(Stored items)
Segment Open

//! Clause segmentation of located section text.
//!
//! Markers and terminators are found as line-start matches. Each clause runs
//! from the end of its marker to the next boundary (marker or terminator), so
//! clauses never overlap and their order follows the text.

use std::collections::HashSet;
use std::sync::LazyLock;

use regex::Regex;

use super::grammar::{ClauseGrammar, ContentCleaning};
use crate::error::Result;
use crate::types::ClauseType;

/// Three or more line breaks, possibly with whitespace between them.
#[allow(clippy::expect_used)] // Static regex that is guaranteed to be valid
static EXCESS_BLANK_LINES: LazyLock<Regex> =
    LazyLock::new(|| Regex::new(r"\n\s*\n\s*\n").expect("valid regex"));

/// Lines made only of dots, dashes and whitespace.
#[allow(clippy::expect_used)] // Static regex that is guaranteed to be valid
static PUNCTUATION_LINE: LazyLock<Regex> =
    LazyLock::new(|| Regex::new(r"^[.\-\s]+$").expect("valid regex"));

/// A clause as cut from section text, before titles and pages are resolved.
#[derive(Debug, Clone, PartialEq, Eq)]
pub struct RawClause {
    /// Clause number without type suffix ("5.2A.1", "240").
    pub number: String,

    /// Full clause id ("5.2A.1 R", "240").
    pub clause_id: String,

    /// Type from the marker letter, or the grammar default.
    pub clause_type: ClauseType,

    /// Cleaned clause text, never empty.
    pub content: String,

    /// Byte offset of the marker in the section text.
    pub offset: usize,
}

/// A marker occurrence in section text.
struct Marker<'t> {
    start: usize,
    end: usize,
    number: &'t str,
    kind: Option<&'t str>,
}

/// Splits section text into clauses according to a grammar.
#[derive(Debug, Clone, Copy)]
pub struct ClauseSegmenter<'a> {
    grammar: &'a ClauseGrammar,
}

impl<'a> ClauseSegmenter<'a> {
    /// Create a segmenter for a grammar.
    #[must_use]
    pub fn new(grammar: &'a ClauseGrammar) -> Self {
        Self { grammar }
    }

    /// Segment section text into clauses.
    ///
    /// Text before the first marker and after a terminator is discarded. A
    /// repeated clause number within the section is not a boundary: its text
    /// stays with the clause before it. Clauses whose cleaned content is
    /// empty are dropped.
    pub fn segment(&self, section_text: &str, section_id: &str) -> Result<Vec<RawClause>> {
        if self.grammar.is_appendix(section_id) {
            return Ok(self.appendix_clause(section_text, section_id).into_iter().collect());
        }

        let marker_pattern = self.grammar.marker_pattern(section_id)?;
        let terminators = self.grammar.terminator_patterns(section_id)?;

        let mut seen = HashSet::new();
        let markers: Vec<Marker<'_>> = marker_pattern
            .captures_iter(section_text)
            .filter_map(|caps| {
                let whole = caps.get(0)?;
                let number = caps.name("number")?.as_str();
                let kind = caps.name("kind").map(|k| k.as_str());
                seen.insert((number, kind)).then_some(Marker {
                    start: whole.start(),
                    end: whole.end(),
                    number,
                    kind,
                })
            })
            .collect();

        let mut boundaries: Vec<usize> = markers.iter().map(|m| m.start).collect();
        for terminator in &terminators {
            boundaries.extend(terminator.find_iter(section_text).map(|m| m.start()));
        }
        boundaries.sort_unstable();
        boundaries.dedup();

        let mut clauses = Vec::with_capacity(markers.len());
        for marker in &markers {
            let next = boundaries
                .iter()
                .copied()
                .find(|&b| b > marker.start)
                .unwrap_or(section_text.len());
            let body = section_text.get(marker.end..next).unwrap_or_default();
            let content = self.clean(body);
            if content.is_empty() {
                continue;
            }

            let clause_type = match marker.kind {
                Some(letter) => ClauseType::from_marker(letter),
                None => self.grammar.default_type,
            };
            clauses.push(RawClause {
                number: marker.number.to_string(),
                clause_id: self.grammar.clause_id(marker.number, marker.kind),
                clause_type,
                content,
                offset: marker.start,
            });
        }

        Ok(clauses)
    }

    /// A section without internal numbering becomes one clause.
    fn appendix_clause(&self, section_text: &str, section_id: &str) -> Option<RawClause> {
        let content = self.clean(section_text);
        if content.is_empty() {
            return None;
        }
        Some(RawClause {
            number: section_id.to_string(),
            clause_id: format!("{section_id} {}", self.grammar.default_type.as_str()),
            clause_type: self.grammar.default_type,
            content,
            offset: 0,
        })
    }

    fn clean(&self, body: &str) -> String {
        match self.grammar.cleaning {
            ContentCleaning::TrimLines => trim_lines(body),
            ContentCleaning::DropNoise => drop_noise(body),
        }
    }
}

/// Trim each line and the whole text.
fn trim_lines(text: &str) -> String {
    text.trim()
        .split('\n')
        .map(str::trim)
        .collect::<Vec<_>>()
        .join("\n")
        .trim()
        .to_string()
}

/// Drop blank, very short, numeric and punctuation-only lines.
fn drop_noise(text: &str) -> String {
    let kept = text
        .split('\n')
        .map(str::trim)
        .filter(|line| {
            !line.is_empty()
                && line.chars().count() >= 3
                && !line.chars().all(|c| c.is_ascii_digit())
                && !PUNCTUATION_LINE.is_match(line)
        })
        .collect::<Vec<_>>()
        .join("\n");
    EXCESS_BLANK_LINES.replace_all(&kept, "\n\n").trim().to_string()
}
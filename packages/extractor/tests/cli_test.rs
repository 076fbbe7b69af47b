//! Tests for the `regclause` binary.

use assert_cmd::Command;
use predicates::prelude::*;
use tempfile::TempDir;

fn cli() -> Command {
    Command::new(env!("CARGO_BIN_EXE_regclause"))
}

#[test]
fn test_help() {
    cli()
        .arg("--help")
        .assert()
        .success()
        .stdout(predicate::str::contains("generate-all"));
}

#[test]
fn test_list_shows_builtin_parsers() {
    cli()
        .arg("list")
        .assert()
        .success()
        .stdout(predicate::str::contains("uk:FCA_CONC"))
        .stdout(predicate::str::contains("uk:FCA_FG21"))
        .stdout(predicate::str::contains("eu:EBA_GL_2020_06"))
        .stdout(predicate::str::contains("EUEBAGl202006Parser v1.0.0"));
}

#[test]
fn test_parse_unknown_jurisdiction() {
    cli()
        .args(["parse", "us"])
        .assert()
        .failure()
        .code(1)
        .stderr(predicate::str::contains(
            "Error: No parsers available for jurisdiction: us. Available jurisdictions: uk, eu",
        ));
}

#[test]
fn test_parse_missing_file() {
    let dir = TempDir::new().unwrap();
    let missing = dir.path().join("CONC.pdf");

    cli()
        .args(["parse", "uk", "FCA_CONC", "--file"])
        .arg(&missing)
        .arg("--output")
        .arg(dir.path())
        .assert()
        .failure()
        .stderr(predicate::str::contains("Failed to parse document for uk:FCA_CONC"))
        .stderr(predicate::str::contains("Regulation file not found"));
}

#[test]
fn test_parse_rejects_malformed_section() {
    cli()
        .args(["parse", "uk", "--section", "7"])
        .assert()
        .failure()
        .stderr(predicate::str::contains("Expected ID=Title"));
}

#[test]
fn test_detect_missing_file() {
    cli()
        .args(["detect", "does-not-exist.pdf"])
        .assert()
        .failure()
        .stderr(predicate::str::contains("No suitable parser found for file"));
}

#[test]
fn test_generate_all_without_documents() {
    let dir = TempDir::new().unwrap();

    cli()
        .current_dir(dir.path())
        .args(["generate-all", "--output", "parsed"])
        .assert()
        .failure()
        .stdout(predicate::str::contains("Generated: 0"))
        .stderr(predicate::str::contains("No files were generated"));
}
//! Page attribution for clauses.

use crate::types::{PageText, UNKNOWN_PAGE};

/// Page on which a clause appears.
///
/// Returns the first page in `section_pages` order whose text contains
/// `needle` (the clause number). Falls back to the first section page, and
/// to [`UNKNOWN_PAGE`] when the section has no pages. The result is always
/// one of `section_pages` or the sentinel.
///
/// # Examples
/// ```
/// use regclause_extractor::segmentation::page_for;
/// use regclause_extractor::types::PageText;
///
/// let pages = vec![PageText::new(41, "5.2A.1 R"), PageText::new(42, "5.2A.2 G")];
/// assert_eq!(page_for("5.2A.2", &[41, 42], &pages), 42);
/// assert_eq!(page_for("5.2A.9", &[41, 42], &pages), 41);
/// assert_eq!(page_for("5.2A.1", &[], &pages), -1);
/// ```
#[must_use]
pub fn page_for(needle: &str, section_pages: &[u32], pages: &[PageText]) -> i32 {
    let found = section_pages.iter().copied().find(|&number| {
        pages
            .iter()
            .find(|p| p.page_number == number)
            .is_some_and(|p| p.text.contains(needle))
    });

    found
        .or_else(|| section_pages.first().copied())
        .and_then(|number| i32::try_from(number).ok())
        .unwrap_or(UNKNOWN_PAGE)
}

Segment Closed
Segment Open

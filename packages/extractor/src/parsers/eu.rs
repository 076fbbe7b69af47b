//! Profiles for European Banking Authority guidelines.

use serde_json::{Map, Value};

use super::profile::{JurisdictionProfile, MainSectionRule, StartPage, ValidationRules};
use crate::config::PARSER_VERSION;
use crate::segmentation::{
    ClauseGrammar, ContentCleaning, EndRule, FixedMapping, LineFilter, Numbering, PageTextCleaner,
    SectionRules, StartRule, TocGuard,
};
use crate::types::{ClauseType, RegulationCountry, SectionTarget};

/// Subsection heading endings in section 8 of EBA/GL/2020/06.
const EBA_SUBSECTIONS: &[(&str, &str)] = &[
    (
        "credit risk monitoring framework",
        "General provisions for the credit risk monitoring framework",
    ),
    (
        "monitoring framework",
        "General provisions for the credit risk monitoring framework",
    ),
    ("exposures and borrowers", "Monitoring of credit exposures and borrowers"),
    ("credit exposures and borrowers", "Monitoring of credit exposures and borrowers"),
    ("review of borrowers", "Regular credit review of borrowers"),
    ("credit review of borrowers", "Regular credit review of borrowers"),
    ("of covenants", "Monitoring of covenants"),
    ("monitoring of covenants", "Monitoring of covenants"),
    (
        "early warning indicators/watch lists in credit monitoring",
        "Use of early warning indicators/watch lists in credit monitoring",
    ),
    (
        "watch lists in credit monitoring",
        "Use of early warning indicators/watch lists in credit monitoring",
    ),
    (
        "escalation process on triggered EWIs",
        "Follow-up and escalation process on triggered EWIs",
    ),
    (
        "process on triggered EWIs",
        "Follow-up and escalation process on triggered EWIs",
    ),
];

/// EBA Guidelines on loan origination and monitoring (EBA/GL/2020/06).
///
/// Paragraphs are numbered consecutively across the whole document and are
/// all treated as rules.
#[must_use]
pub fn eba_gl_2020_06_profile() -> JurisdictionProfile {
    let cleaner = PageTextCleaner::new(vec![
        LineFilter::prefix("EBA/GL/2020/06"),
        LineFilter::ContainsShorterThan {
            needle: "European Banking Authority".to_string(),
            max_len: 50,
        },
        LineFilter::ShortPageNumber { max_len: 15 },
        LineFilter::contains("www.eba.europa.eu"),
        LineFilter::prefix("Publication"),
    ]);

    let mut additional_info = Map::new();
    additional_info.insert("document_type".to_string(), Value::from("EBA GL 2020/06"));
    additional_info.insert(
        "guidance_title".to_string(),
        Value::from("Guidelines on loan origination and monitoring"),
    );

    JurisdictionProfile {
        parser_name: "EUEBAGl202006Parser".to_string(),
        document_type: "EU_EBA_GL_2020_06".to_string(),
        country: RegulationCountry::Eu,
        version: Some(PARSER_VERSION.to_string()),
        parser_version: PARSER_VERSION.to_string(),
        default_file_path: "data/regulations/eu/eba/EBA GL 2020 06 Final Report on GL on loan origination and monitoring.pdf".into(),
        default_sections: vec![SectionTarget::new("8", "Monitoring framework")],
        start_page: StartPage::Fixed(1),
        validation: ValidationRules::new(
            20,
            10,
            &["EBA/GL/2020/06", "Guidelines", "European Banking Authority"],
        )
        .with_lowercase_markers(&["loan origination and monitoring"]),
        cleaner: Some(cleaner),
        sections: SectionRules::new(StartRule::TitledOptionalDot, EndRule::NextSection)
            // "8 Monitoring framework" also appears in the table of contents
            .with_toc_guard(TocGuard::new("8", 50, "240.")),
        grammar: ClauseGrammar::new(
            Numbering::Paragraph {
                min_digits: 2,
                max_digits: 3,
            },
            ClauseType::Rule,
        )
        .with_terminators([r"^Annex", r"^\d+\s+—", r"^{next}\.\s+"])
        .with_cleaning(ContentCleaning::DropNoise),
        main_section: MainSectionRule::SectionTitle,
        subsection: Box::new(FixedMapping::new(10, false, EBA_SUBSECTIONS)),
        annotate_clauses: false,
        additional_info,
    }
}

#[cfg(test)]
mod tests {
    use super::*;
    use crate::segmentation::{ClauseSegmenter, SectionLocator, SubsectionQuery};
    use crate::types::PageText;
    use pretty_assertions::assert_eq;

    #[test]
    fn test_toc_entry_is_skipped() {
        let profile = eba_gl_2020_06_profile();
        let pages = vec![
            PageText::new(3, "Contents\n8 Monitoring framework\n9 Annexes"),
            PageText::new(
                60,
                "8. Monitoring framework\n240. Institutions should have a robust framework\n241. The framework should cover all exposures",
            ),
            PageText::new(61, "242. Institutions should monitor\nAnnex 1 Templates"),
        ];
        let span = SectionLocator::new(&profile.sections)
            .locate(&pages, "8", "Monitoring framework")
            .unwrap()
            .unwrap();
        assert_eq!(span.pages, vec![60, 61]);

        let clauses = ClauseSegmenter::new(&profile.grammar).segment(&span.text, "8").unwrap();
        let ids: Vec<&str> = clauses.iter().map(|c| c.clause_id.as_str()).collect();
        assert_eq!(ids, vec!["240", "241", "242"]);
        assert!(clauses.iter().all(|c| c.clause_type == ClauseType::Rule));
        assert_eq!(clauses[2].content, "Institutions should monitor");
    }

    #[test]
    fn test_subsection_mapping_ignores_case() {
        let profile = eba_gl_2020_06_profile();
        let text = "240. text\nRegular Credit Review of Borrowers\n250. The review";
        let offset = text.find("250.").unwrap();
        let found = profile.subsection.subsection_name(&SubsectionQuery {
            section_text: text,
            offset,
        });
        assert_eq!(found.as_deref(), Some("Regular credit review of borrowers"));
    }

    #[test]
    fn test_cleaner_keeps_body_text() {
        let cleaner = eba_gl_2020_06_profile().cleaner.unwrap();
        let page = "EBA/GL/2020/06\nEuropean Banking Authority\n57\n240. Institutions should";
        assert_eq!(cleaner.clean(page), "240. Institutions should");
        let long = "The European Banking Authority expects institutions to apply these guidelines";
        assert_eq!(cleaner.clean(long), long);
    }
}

Segment Closed

## What needs to be done
Line by line, count how many lines of the entries contain the word "SubsectionQuery", and give only that number.

## The answer
2